Alignment with the International Patient Summary Global Specification (IPS-UV)
The PS-CA FHIR profile set will be as closely aligned to the HL7 IPS-UV specification as possible in order to allow vendors in Canada to implement patient summaries aligned with local needs. This means that every effort will be made to adopt the international specification and analyze its constraints with practical implementations in mind.
The PS-CA specification attempts to profile in a way that allows the patient summaries (instances) to be conformant to the IPS-UV specification without having to formally derive from the profiles.
What this means is that instances should be able to conform to the IPS-UV specification even if the generating implementation does not fully meet the IPS-UV expectations for being able to generate all optional slices, demonstrate support of all Must Support elements, etc.
In places where profiling of the PS-CA uncovers challenges with the IPS-UV (e.g., IPS-UV incorrectly applies slicing or applies Must Support flags to elements not utilized in Canadian workflows) these challenges are noted and brought forth to the IPS FHIR team through formal change request mechanisms.
Differences between the IPS-UV and PS-CA
Differences between the IPS-UV STU1 and PS-CA are largely limited to areas where further localization was required as well as areas where the PS-CA needed to relax system conformance expectations in the first version to align to "current state" jurisdictional capabilities.
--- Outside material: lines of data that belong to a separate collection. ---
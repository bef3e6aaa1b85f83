//! Conclave server binary.
//!
//! Usage:
//!   conclave
//!   conclave --config conclave.toml
//!   conclave --port 8080 --bind 0.0.0.0
//!
//! # Environment Variables
//!
//! - `GEMINI_API_KEY` - Gemini API key (required)
//! - `GEMINI_MODEL_FAST` / `GEMINI_MODEL_SMART` - Model ids per tier
//! - `CONCLAVE_FAN_OUT` - `sequential` (default) or `concurrent`
//! - `CONCLAVE_BIND_ADDR` - Server bind address (default: 127.0.0.1)
//! - `CONCLAVE_CORS_ORIGINS` - CORS allowed origins (comma-separated)

use std::net::SocketAddr;
use std::path::PathBuf;
use std::sync::Arc;

use clap::Parser;
use conclave_api::{AppState, ServerOptions, default_static_dir, serve};
use conclave_coordinator::{CoordinatorConfig, FanOutMode};
use tracing_subscriber::{layer::SubscriberExt, util::SubscriberInitExt};

#[derive(Debug, Parser)]
#[command(name = "conclave", version, about = "Multi-agent SAP assistant over Gemini")]
struct Cli {
    /// Port to listen on
    #[arg(short, long, default_value_t = 8080)]
    port: u16,

    /// Bind address
    #[arg(short, long, env = "CONCLAVE_BIND_ADDR", default_value = "127.0.0.1")]
    bind: String,

    /// Path to a TOML config file
    #[arg(short, long)]
    config: Option<PathBuf>,

    /// Directory holding index.html and the UI assets
    #[arg(long, env = "CONCLAVE_STATIC_DIR")]
    static_dir: Option<PathBuf>,

    /// CORS allowed origins
    #[arg(long, env = "CONCLAVE_CORS_ORIGINS", value_delimiter = ',')]
    cors_origins: Option<Vec<String>>,

    /// Override the specialist fan-out mode
    #[arg(long)]
    fan_out: Option<FanOutMode>,
}

#[tokio::main]
async fn main() -> anyhow::Result<()> {
    tracing_subscriber::registry()
        .with(
            tracing_subscriber::EnvFilter::try_from_default_env()
                .unwrap_or_else(|_| "info,conclave_api=debug,tower_http=debug".into()),
        )
        .with(tracing_subscriber::fmt::layer())
        .init();

    let cli = Cli::parse();

    match &cli.config {
        Some(path) => tracing::info!(path = %path.display(), "Loading configuration"),
        None => tracing::info!("Using default configuration"),
    }
    let mut config = CoordinatorConfig::load(cli.config.as_deref(), |key| std::env::var(key).ok())?;
    if let Some(fan_out) = cli.fan_out {
        config.pipeline.fan_out = fan_out;
    }

    // A missing API key stops startup here.
    let state = AppState::from_config(&config)?;

    tracing::info!(
        fast_model = %config.llm.fast_model,
        smart_model = %config.llm.smart_model,
        fan_out = ?config.pipeline.fan_out,
        "Pipeline ready"
    );

    if cli.bind == "0.0.0.0" {
        tracing::warn!(
            "Server binding to 0.0.0.0 exposes the API on all interfaces and it has no authentication"
        );
    }

    let options = ServerOptions {
        cors_origins: cli
            .cors_origins
            .map(|origins| origins.into_iter().map(|o| o.trim().to_string()).collect()),
        static_dir: cli.static_dir.unwrap_or_else(default_static_dir),
        ..Default::default()
    };

    let addr: SocketAddr = format!("{}:{}", cli.bind, cli.port).parse()?;
    serve(Arc::new(state), addr, options).await?;

    Ok(())
}
//! The stages that talk to the model on behalf of a chat request.
//!
//! - **Prompt library**: one system prompt per role, all carrying the SAP
//!   safety rules
//! - **Specialist runner**: a free-form draft from one domain role
//! - **QA gate**: a structured audit of all drafts
//! - **Writer**: the final answer, either QA's correction or a new synthesis
//!
//! Every stage borrows the same [`conclave_llm::GenerationClient`].

pub mod prompts;
pub mod review;
pub mod specialist;
pub mod writing;

pub use review::{QaGate, QaReport, qa_user_prompt};
pub use specialist::{SPECIALIST_TEMPERATURE, SpecialistRunner, specialist_user_prompt};
pub use writing::{Writer, writer_user_prompt};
Differences between this IPS-UV STU 1 profiles and the PS-CA profiles are noted on the respective profiles pages.
Domain Prioritization Differences
Jurisdictional prioritization of certain domains over others in the initial trial implementation is also a driver of differences between the two specifications.
Given the aggressive timelines of the first phase of the Patient Summary project, and input from detailed consultation with participating jurisdictions, a national FHIR profile set that covers a subset of data domains was recommended for PS-CA version 1.0. PS-CA profiles were developed for this subset with the intent of developing the remaining PS-CA profiles in a later release.
This staggered approach has had a significant impact on how constraints are applied to the sections of the PS-CA Composition resource. Notably, IPS-UV applies Must Support flags to all its sections, whereas the PS-CA has only applied Must Support flags to the header section and recommended sections (Medication Summary, Allergies & Intolerances, Problem List, Immunization, History of Procedures) noted in the diagram below.
In order to maintain compliance with the IPS-UV, the PS-CA Composition has maintained the required cardinality on Medication Summary, Allergies & Intolerances, and Problem List sections. However, it provides clear guidance to implementers for what should be included within the section.entry
element if:
- for a given patient, no information exists for that section, or
- the implementing system can not produce the section (due to lack of capability, jurisdictional restrictions, etc.).